Reviewer 1: Cristina Dumitru Reviewer 2: Anonymous

Round 1

Reviewer 1 Report

Comments and Suggestions for Authors

Dear authors,

Thank you for allowing me to read your manuscript “Machine Learning for ADHD Diagnosis: Feature Selection from Parent/Self-Reports and Neuropsychological Measures". This study could be relevant; I have only minor recommendations.

Title

The title is clear and descriptive.

“Parent/Self-Reports” may be unclear for readers unfamiliar with ADHD research (is it parent reports, self-reports, or both?).

Abstract

Quite dense for an abstract; some details (e.g., all model names, standard deviations) may be better in the main text.

Introduction

While gaps are noted (interpretability, risk of overestimation), the unique contribution of this study should be highlighted earlier and more strongly.

Materials and methods

The lists of CPT variables, subscale names, and questionnaire items may overwhelm readers—these could be summarized in a main text table (with details in an appendix).

Results

Highlight why certain features (e.g., social problems, mind-wandering, executive function deficits) are clinically meaningful.

Report standardized effect sizes (e.g., Cohen’s d for age) where possible.

For categorical variables, present proportions alongside ORs to aid interpretation.

Discussion

Clinical utility is mentioned, but not deeply explored (e.g., how could these findings change assessment protocols in clinics or schools?).

Mentions sample size and lack of out-of-distribution testing but doesn’t address cultural specificity (all participants Taiwanese), or exclusion of ADHD subtypes.

Conclusion

No comments

References Well-referenced.

Regards,

Author Response

Please see the attachment.

Author Response File: Author Response.pdf

Reviewer 2 Report

Comments and Suggestions for Authors

Thank you for the opportunity to review this manuscript. The manuscript addresses an important topic and has many merits. However, I have some comments and concerns.

1) Some sentences are overly long or dense, which may hinder readability. For example, ML models can analyze complex patterns across multi-informant reports and neuropsychological test performance, offering support for clinical decision-making and uncovering features that may not be readily apparent through traditional methods. Consider breaking this into two sentences for clarity.

2) The phrase “self-/parent reported measures” could be clarified as “self-report and parent-report measures” for smoother reading.

3) The authors clearly articulate the aim of your study, but the novelty of your dataset is not yet fully emphasized.

4)The flow between some paragraphs could be improved.

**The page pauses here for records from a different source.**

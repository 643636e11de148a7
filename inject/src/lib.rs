//! Resolves the declared inputs of a task to runtime values.
//!
//! A task declares its inputs by name (see [`Params`]). For each name the
//! [`Resolver`] tries a fixed sequence of [`Strategy`]s; the first one that
//! produces a value wins. If none does, the declared default is used, and if
//! there is no default either, resolution of the whole task fails with
//! [`Error::NoProvider`].

/// Runtime values handed to task bodies
mod value;
pub use value::Value;

/// Declared inputs and their default values
mod params;
pub use params::{DefaultValue, Params};

/// Read-only configuration shared by the scanner, resolver and runner
mod config;
pub use config::Config;

/// Loading modules by specifier
mod module;
pub use module::{ModuleLoader, Modules, Provider};

/// The strategy chain
mod resolver;
pub use resolver::{Injection, Injections, ModuleGetter, Resolver, Scope, Strategy, TaskLog, TaskPaths};

#[derive(Debug, thiserror::Error)]
pub enum Error {
    #[error("No provider for input '{0}'; is a module for it installed?")]
    NoProvider(String),
    #[error("Module '{0}' not found (searched from {1})")]
    ModuleNotFound(String, String),
    #[error("Invalid input declaration \"{0}\"")]
    InvalidDeclaration(String),
}
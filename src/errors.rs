use anyhow::Result;
use colored::Colorize;

/// For re-throwing after we've printed a list of errors to the user.
#[derive(Debug, thiserror::Error)]
#[error("{0} failed due to {1} errors")]
pub struct AggregatedErrors(pub String, pub usize);

/// Collects errors so they can be shown together at the end.
#[derive(Debug)]
pub struct Errors {
    errors: Vec<anyhow::Error>,
}

impl Default for Errors {
    fn default() -> Self {
        Self {
            // ideally we won't have any:
            errors: Vec::with_capacity(0),
        }
    }
}

impl Errors {
    pub fn add_context(&mut self, e: anyhow::Error, msg: String) {
        log::trace!("{msg}: {e:?}");
        self.errors.push(e.context(msg));
    }

    pub fn add(&mut self, e: anyhow::Error) {
        log::trace!("error: {e:?}");
        self.errors.push(e);
    }

    pub fn len(&self) -> usize {
        self.errors.len()
    }

    pub fn is_empty(&self) -> bool {
        self.errors.is_empty()
    }

    /// Print full list of errors to stderr, fail w/ an aggregated error
    /// if there were one or more errors.
    pub fn print_recap(&self, label: &str) -> Result<()> {
        if self.errors.is_empty() {
            Ok(())
        } else {
            eprintln!("\n{} {}:\n", "Encountered errors while".red(), label.red());
            for e in &self.errors {
                recap(e);
            }
            Err(AggregatedErrors(label.to_owned(), self.errors.len()).into())
        }
    }
}

fn recap(e: &anyhow::Error) {
    eprint!("{}: {e}", "ERROR".red());
    for cause in e.chain().skip(1) {
        eprint!("\nCaused by:\n\t{cause}");
    }
    eprintln!();
}
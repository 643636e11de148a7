/// Log scanning and registration diagnostics:
/// at info level when `debug` is set in the config, at trace otherwise.
macro_rules! diag {
    ($debug:expr, $($arg:tt)+) => {
        if $debug {
            log::info!($($arg)+)
        } else {
            log::trace!($($arg)+)
        }
    };
}
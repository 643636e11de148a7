#[macro_use]
mod macros;
mod parse;
pub use parse::{parse_param, parse_params, parse_signature, Error};
pub mod ast;
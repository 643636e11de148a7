use clap::Parser;

const CMD_NAME: &str = "ht";

/// Stores our command-line args format.
#[derive(Parser, Debug)]
#[command(name = CMD_NAME, version, about = None, long_about = None)]
pub struct Args {
    /// Tasks to run, in order [default: default]
    #[arg(value_name = "TASK")]
    pub tasks: Vec<String>,

    /// Directory to load tasks from; may be repeated [default: .]
    #[arg(short, long = "root", value_name = "DIR")]
    #[arg(env = "HERON_TASKS_ROOT")]
    pub roots: Vec<String>,

    /// Sub-directory of each root that holds the task files
    #[arg(short = 'd', long, value_name = "DIR")]
    #[arg(env = "HERON_TASKS_TASK_DIR")]
    pub task_dir: Option<String>,

    /// Provide an input to every task by module specifier
    #[arg(short, long, value_name = "NAME=SPECIFIER")]
    pub inject: Vec<String>,

    /// Run dependencies one at a time instead of composing them
    #[arg(long)]
    pub legacy: bool,

    /// Print the task graph and exit
    #[arg(short, long)]
    pub list: bool,

    /// Log details about scanning and registering tasks
    #[arg(long)]
    pub debug: bool,

    /// Print additional debugging info (repeat for more)
    #[arg(short, long, action = clap::ArgAction::Count)]
    pub verbose: u8,
}
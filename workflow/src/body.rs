use std::rc::Rc;

use anyhow::Result;
use futures::future::LocalBoxFuture;
use futures::stream::LocalBoxStream;

use inject::{Params, Value};

use crate::Done;

/// What calling a task body produced.
pub enum Outcome {
    /// Nothing yet; the body will settle its `done` input itself.
    Pending,
    /// A plain value, which counts as immediate success.
    Value(Value),
    /// Settles when the future resolves.
    Future(LocalBoxFuture<'static, Result<Value>>),
    /// Settles when the stream ends, or on its first error.
    Stream(LocalBoxStream<'static, Result<Value>>),
}

impl std::fmt::Debug for Outcome {
    fn fmt(&self, f: &mut std::fmt::Formatter<'_>) -> std::fmt::Result {
        match self {
            Self::Pending => write!(f, "Pending"),
            Self::Value(v) => write!(f, "Value({v:?})"),
            Self::Future(_) => write!(f, "Future"),
            Self::Stream(_) => write!(f, "Stream"),
        }
    }
}

type Body = Rc<dyn Fn(Vec<Value>) -> Result<Outcome>>;

/// A callable task body together with the inputs it declares.
/// Arguments are passed positionally, in declaration order.
#[derive(Clone)]
pub struct TaskFn {
    params: Params,
    display_name: Option<String>,
    body: Body,
}

impl TaskFn {
    pub fn new<F>(params: Params, body: F) -> Self
    where
        F: Fn(Vec<Value>) -> Result<Outcome> + 'static,
    {
        Self {
            params,
            display_name: None,
            body: Rc::new(body),
        }
    }

    /// Declare inputs with a parameter signature, e.g. `"(done, level = 2)"`.
    pub fn with_signature<F>(signature: &str, body: F) -> Result<Self>
    where
        F: Fn(Vec<Value>) -> Result<Outcome> + 'static,
    {
        Ok(Self::new(Params::from_signature(signature)?, body))
    }

    /// A body that declares `done` and completes straight away.
    /// Used for tasks that only exist to run their dependencies.
    pub fn noop() -> Self {
        Self::new(Params::from_names(["done"]), |args| {
            if let Some(done) = args.first().and_then(|v| v.downcast_ref::<Done>()) {
                done.complete();
            }
            Ok(Outcome::Value(Value::Undefined))
        })
    }

    pub fn named(mut self, name: impl Into<String>) -> Self {
        self.display_name = Some(name.into());
        self
    }

    pub fn params(&self) -> &Params {
        &self.params
    }

    pub fn display_name(&self) -> Option<&str> {
        self.display_name.as_deref()
    }

    pub fn call(&self, args: Vec<Value>) -> Result<Outcome> {
        (self.body)(args)
    }
}

impl std::fmt::Debug for TaskFn {
    fn fmt(&self, f: &mut std::fmt::Formatter<'_>) -> std::fmt::Result {
        write!(f, "TaskFn{:?}", self.params.names())
    }
}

For example, the transition from discussing the general challenges of diagnosis to introducing machine learning could be smoother.

5)  SHAP is mentioned as a model-agnostic method, which is excellent. A brief explanation of what SHAP values represent (e.g., contribution of each feature to prediction) would help readers unfamiliar with the concept.

6) The authors state that analyses were performed in R (tidymodels). That’s good, but it would strengthen reproducibility to mention exact version numbers of R and packages (tidymodels, glmnet, xgboost, etc.).

7) Section 2.4–2.6 (Models, CV, Feature importance) is technically correct but very condensed. Breaking into shorter sentences and subpoints would improve clarity.

8) The discussion reads like a literature mini-review rather than a flowing narrative. Many citations are clustered without enough interpretive synthesis.

9) The authors highlight predictors (social problems, executive dysfunction, self-regulation, ex-Gaussian indices), but the discussion doesn’t fully explore how these can change assessment or practice.

10) Sample limitation underdeveloped: The authors acknowledge small sample size but don’t discuss potential biases (e.g., single-country, hospital/community recruitment, possible socioeconomic skew).

11) The discussion of self-report measures could benefit from a more balanced tone. While introspective ratings may capture internal states, it’s worth noting that their reliability can vary by age and cognitive maturity.

Author Response

Please see the attachment.

Author Response File: Author Response.pdf

Round 2

Reviewer 2 Report

Comments and Suggestions for Authors

I would like to thank the authors for making the requested changes accordingly. The manuscript has improved greatly.